PROBLEM DETAILS:
Write down exactly the lines of the records below, beginning with the first and ending with the line that includes "message: &str) -> Result<()>;".

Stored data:
============================================================

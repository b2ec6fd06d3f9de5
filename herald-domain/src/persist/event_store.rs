//! 事件存储（EventStore）
//!
//! 每条分发的事件都以 `EventRecord` 形式落库，作为审计、失败排查与重放的事实来源。
//! 查询类接口按创建时间倒序返回；`limit`/`offset` 为 0 表示不限制。
//! `get_failed_events` 与 `replay_events` 按创建时间正序返回。
//!
use super::EventRecord;
use crate::error::EventResult as Result;
use crate::event::Event;
use async_trait::async_trait;
use chrono::{DateTime, Utc};
use serde::{Deserialize, Serialize};
use std::sync::Arc;

/// 事件存储配置
#[derive(Clone, Copy, Debug, PartialEq, Eq, Serialize, Deserialize)]
#[serde(default)]
pub struct EventStoreConfig {
    /// 失败记录可被再次重放的重试次数上限（不含）
    pub max_retries: u32,
}

impl Default for EventStoreConfig {
    fn default() -> Self {
        Self { max_retries: 3 }
    }
}

#[async_trait]
pub trait EventStore: Send + Sync {
    /// 写入待处理记录；事件 ID 重复时返回 Duplicate
    async fn store(&self, event: &Event) -> Result<EventRecord>;

    /// 按事件 ID 读取单条记录
    async fn get_event(&self, event_id: &str) -> Result<EventRecord>;

    async fn get_events(
        &self,
        event_type: &str,
        limit: usize,
        offset: usize,
    ) -> Result<Vec<EventRecord>>;

    async fn get_events_by_user(
        &self,
        user_id: u64,
        limit: usize,
        offset: usize,
    ) -> Result<Vec<EventRecord>>;

    /// 闭区间 `[start, end]`
    async fn get_events_by_time_range(
        &self,
        start: DateTime<Utc>,
        end: DateTime<Utc>,
        limit: usize,
        offset: usize,
    ) -> Result<Vec<EventRecord>>;

    async fn mark_as_processed(&self, event_id: &str) -> Result<()>;

    async fn mark_as_failed(&self, event_id: &str, message: &str) -> Result<()>;

    /// `status = failed AND retry_count < max_retries`，最早的在前
    async fn get_failed_events(&self, limit: usize) -> Result<Vec<EventRecord>>;

    /// 闭区间内的事件，最早的在前；载荷无法反序列化的记录被跳过
    async fn replay_events(
        &self,
        event_type: Option<&str>,
        start: DateTime<Utc>,
        end: DateTime<Utc>,
    ) -> Result<Vec<Event>>;
}

#[async_trait]
impl<T> EventStore for Arc<T>
where
    T: EventStore + ?Sized,
{
    async fn store(&self, event: &Event) -> Result<EventRecord> {
        (**self).store(event).await
    }

    async fn get_event(&self, event_id: &str) -> Result<EventRecord> {
        (**self).get_event(event_id).await
    }

    async fn get_events(
        &self,
        event_type: &str,
        limit: usize,
        offset: usize,
    ) -> Result<Vec<EventRecord>> {
        (**self).get_events(event_type, limit, offset).await
    }

    async fn get_events_by_user(
        &self,
        user_id: u64,
        limit: usize,
        offset: usize,
    ) -> Result<Vec<EventRecord>> {
        (**self).get_events_by_user(user_id, limit, offset).await
    }

    async fn get_events_by_time_range(
        &self,
        start: DateTime<Utc>,
        end: DateTime<Utc>,
        limit: usize,
        offset: usize,
    ) -> Result<Vec<EventRecord>> {
        (**self)
            .get_events_by_time_range(start, end, limit, offset)
            .await
    }

    async fn mark_as_processed(&self, event_id: &str) -> Result<()> {
        (**self).mark_as_processed(event_id).await
    }

    async fn mark_as_failed(&self, event_id: &str, message: &str) -> Result<()> {
        (**self).mark_as_failed(event_id, message).await
    }

    async fn get_failed_events(&self, limit: usize) -> Result<Vec<EventRecord>> {
        (**self).get_failed_events(limit).await
    }

    async fn replay_events(
        &self,
        event_type: Option<&str>,
        start: DateTime<Utc>,
        end: DateTime<Utc>,
    ) -> Result<Vec<Event>> {
        (**self).replay_events(event_type, start, end).await
    }
}

/// 应用 offset/limit（0 表示不限制）
pub(crate) fn paginate<T>(items: impl IntoIterator<Item = T>, limit: usize, offset: usize) -> Vec<T> {
    let iter = items.into_iter().skip(offset);
    if limit == 0 {
        iter.collect()
    } else {
        iter.take(limit).collect()
    }
}

#[cfg(test)]
mod tests {
    use super::*;

    #[test]
    fn zero_limit_means_unbounded() {
        let v: Vec<u32> = (1..=5).collect();
        assert_eq!(paginate(v.clone(), 0, 0), vec![1, 2, 3, 4, 5]);
        assert_eq!(paginate(v.clone(), 2, 1), vec![2, 3]);
        assert_eq!(paginate(v, 0, 4), vec![5]);
    }
}
//! 持久化事件处理器（PersistentEventHandler）
//!
//! 作为普通处理器订阅事件：先写事件存储（失败即处理失败，交由分发器重试），
//! 再写最近事件缓存（失败只记录日志）。重试时事件 ID 已存在视为已写入。
//!
use super::{EventStore, RecentEventCache};
use crate::event::Event;
use crate::eventing::EventHandler;
use async_trait::async_trait;
use std::sync::Arc;
use tracing::{debug, error, warn};

pub const PERSISTENT_HANDLER_NAME: &str = "persistent_event_handler";

pub struct PersistentEventHandler {
    store: Arc<dyn EventStore>,
    cache: Option<RecentEventCache>,
}

impl PersistentEventHandler {
    pub fn new(store: Arc<dyn EventStore>, cache: Option<RecentEventCache>) -> Self {
        Self { store, cache }
    }
}

#[async_trait]
impl EventHandler for PersistentEventHandler {
    fn handler_name(&self) -> &str {
        PERSISTENT_HANDLER_NAME
    }

    async fn handle(&self, event: &Event) -> anyhow::Result<()> {
        match self.store.store(event).await {
            Ok(_) => {}
            Err(err) if err.is_duplicate() => {
                debug!(event_id = event.event_id(), "event already stored");
                return Ok(());
            }
            Err(err) => {
                error!(
                    event_type = event.event_type(),
                    event_id = event.event_id(),
                    error = %err,
                    "failed to store event"
                );
                return Err(err.into());
            }
        }

        if let Some(cache) = &self.cache {
            if let Err(err) = cache.store_recent_event(event).await {
                warn!(
                    event_type = event.event_type(),
                    error = %err,
                    "failed to store event to recent cache"
                );
            }
        }
        Ok(())
    }
}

============================================================

TASK RESULT:
repository b2ec6fd06d3f9de5
filename herald-domain/src/persist/event_store.rs
//! 事件存储（EventStore）
//!
//! 每条分发的事件都以 `EventRecord` 形式落库，作为审计、失败排查与重放的事实来源。
//! 查询类接口按创建时间倒序返回；`limit`/`offset` 为 0 表示不限制。
//! `get_failed_events` 与 `replay_events` 按创建时间正序返回。
//!
use super::EventRecord;
use crate::error::EventResult as Result;
use crate::event::Event;
use async_trait::async_trait;
use chrono::{DateTime, Utc};
use serde::{Deserialize, Serialize};
use std::sync::Arc;

/// 事件存储配置
#[derive(Clone, Copy, Debug, PartialEq, Eq, Serialize, Deserialize)]
#[serde(default)]
pub struct EventStoreConfig {
    /// 失败记录可被再次重放的重试次数上限（不含）
    pub max_retries: u32,
}

impl Default for EventStoreConfig {
    fn default() -> Self {
        Self { max_retries: 3 }
    }
}

#[async_trait]
pub trait EventStore: Send + Sync {
    /// 写入待处理记录；事件 ID 重复时返回 Duplicate
    async fn store(&self, event: &Event) -> Result<EventRecord>;

    /// 按事件 ID 读取单条记录
    async fn get_event(&self, event_id: &str) -> Result<EventRecord>;

    async fn get_events(
        &self,
        event_type: &str,
        limit: usize,
        offset: usize,
    ) -> Result<Vec<EventRecord>>;

    async fn get_events_by_user(
        &self,
        user_id: u64,
        limit: usize,
        offset: usize,
    ) -> Result<Vec<EventRecord>>;

    /// 闭区间 `[start, end]`
    async fn get_events_by_time_range(
        &self,
        start: DateTime<Utc>,
        end: DateTime<Utc>,
        limit: usize,
        offset: usize,
    ) -> Result<Vec<EventRecord>>;

    async fn mark_as_processed(&self, event_id: &str) -> Result<()>;

    async fn mark_as_failed(&self, event_id: &str, message: &str) -> Result<()>;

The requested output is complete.